Data to examine: Begin

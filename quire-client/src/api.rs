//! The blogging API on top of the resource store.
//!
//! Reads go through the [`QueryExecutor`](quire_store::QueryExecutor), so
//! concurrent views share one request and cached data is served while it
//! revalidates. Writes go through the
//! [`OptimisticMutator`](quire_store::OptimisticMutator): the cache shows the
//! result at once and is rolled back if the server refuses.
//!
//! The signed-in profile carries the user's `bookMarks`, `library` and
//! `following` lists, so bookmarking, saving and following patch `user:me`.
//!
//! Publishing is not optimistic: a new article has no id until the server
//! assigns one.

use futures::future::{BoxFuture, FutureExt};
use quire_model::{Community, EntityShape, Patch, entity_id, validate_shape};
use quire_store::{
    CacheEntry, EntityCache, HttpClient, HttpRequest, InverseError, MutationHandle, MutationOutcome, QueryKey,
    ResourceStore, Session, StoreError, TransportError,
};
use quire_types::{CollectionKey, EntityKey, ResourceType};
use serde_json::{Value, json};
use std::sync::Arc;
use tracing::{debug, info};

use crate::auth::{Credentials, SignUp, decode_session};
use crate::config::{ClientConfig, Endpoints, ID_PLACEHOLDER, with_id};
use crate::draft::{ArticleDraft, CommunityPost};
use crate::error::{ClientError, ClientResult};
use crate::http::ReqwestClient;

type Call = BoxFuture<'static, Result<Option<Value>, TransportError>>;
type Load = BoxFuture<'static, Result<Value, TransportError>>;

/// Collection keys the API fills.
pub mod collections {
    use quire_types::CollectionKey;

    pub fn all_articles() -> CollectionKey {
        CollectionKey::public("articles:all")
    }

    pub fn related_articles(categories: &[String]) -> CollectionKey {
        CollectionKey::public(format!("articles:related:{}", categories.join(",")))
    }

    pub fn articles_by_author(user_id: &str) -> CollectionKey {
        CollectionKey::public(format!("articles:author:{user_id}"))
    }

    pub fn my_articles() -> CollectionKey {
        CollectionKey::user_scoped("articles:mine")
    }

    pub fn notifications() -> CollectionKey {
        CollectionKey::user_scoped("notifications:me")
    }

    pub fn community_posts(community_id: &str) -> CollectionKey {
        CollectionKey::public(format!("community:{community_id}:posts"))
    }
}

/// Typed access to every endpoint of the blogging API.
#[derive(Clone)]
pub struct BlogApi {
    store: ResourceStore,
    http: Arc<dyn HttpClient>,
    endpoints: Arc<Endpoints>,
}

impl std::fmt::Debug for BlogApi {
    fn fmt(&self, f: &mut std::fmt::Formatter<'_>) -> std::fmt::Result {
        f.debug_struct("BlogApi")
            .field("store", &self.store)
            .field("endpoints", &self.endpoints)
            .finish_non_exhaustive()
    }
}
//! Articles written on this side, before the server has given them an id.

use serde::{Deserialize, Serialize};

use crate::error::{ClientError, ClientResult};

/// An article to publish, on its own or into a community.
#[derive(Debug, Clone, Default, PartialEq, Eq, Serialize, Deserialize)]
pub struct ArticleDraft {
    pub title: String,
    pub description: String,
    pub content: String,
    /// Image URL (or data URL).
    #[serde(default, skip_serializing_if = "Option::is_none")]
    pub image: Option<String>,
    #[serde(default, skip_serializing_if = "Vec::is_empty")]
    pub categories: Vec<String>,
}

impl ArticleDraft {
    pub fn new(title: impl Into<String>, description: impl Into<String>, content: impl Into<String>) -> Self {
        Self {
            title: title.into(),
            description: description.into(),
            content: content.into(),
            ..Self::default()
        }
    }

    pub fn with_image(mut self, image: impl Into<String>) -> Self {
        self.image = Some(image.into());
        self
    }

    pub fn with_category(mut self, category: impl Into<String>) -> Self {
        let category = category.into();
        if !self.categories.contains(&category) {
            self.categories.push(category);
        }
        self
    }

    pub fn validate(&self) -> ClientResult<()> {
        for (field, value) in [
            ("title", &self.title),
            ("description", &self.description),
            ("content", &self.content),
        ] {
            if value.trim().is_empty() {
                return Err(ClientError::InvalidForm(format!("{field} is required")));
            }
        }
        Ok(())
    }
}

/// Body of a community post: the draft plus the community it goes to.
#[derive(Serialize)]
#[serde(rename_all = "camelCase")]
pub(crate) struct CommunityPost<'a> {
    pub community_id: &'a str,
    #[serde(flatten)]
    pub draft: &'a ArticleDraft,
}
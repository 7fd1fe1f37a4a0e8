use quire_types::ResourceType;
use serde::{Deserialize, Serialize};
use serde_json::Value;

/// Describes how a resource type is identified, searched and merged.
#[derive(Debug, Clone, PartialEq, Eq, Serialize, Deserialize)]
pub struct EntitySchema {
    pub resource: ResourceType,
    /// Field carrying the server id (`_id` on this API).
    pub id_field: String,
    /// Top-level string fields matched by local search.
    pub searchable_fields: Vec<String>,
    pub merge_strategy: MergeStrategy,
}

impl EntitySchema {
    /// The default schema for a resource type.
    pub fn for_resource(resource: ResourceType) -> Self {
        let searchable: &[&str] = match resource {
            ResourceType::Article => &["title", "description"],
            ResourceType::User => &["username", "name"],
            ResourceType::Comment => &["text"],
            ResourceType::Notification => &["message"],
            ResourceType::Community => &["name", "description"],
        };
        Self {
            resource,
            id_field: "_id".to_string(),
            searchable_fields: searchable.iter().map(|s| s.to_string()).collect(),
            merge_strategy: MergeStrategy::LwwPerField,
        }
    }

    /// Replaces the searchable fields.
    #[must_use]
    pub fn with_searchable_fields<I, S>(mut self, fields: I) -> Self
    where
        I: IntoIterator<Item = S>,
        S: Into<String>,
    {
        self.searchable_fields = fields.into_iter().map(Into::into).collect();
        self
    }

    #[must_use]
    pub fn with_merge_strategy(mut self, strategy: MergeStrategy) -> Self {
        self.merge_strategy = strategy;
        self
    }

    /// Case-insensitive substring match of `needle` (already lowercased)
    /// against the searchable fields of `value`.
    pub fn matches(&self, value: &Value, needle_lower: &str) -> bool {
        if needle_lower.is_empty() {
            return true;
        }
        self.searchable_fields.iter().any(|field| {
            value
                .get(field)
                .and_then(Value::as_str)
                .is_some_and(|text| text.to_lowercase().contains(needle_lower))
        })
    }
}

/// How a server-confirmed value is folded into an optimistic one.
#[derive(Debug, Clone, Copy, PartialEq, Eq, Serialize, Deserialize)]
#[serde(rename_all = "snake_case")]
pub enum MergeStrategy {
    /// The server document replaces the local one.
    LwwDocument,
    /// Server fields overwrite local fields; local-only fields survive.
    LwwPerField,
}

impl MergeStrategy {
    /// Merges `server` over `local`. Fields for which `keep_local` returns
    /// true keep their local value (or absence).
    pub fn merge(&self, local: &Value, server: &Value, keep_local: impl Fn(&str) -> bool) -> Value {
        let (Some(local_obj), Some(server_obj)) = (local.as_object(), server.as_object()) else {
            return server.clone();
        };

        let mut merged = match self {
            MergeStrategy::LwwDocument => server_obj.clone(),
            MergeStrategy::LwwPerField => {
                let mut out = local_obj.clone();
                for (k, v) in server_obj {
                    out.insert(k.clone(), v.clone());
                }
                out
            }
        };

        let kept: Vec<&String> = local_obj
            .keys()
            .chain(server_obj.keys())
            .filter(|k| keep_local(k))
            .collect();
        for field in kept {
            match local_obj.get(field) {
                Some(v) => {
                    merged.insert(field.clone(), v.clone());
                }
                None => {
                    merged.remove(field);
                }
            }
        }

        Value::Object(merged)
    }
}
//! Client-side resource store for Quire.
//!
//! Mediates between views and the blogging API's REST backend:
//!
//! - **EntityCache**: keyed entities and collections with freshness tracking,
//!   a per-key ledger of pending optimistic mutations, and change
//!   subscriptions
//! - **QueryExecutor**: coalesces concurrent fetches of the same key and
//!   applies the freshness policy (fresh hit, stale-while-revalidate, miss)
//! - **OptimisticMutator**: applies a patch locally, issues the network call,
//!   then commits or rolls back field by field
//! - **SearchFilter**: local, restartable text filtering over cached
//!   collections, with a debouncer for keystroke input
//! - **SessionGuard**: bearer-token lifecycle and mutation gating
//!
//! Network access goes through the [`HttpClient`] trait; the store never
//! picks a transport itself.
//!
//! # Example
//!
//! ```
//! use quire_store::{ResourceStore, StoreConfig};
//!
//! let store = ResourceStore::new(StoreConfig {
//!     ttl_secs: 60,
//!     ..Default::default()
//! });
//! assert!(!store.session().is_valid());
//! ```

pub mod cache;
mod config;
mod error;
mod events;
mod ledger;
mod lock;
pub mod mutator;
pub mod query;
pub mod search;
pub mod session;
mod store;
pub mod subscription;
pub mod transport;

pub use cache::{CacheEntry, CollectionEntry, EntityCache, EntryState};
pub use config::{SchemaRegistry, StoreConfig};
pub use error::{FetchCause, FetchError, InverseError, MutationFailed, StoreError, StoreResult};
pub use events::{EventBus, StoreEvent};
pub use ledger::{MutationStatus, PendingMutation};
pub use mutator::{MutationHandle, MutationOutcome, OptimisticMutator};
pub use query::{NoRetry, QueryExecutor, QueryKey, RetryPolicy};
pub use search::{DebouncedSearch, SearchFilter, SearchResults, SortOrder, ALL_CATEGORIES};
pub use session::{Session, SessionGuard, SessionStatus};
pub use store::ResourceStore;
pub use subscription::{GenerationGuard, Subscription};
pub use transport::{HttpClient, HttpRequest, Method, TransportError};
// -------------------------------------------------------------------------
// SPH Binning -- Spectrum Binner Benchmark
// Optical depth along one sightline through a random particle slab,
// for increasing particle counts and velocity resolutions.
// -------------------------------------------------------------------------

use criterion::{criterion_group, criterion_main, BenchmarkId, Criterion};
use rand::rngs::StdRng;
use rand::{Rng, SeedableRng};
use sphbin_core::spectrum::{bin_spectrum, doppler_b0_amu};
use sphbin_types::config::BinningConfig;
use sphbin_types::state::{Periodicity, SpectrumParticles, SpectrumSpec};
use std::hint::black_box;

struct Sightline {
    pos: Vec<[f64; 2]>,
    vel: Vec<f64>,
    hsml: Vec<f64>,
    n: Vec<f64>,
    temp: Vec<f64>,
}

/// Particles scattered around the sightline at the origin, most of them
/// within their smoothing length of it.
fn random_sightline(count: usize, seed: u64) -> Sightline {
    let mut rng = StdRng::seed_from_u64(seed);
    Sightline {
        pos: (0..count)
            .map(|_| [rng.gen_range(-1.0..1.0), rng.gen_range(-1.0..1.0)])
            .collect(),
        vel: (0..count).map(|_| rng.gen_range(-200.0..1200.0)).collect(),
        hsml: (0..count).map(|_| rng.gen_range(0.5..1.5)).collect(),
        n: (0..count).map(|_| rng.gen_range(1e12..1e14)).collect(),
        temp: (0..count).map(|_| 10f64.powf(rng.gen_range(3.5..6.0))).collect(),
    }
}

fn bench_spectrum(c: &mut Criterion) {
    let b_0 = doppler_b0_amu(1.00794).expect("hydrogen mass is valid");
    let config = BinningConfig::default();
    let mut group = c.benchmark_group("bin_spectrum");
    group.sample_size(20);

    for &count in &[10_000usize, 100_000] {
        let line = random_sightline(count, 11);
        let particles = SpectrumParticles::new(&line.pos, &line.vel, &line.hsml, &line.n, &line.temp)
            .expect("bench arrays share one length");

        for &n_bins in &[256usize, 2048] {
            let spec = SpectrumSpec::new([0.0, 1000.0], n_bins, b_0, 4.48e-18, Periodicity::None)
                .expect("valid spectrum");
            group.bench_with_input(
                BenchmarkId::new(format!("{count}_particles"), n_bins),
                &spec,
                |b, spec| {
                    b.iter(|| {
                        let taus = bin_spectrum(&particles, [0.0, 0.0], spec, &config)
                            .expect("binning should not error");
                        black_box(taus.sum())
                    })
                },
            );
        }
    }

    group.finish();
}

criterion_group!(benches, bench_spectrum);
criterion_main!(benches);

Data to examine: End

• **Aim of the task**: Go through the records and show every line with the string "InverseError" in it.

• **Answer below**:
    CacheEntry, EntityCache, HttpClient, HttpRequest, InverseError, MutationHandle, MutationOutcome, QueryKey,
pub use error::{FetchCause, FetchError, InverseError, MutationFailed, StoreError, StoreResult};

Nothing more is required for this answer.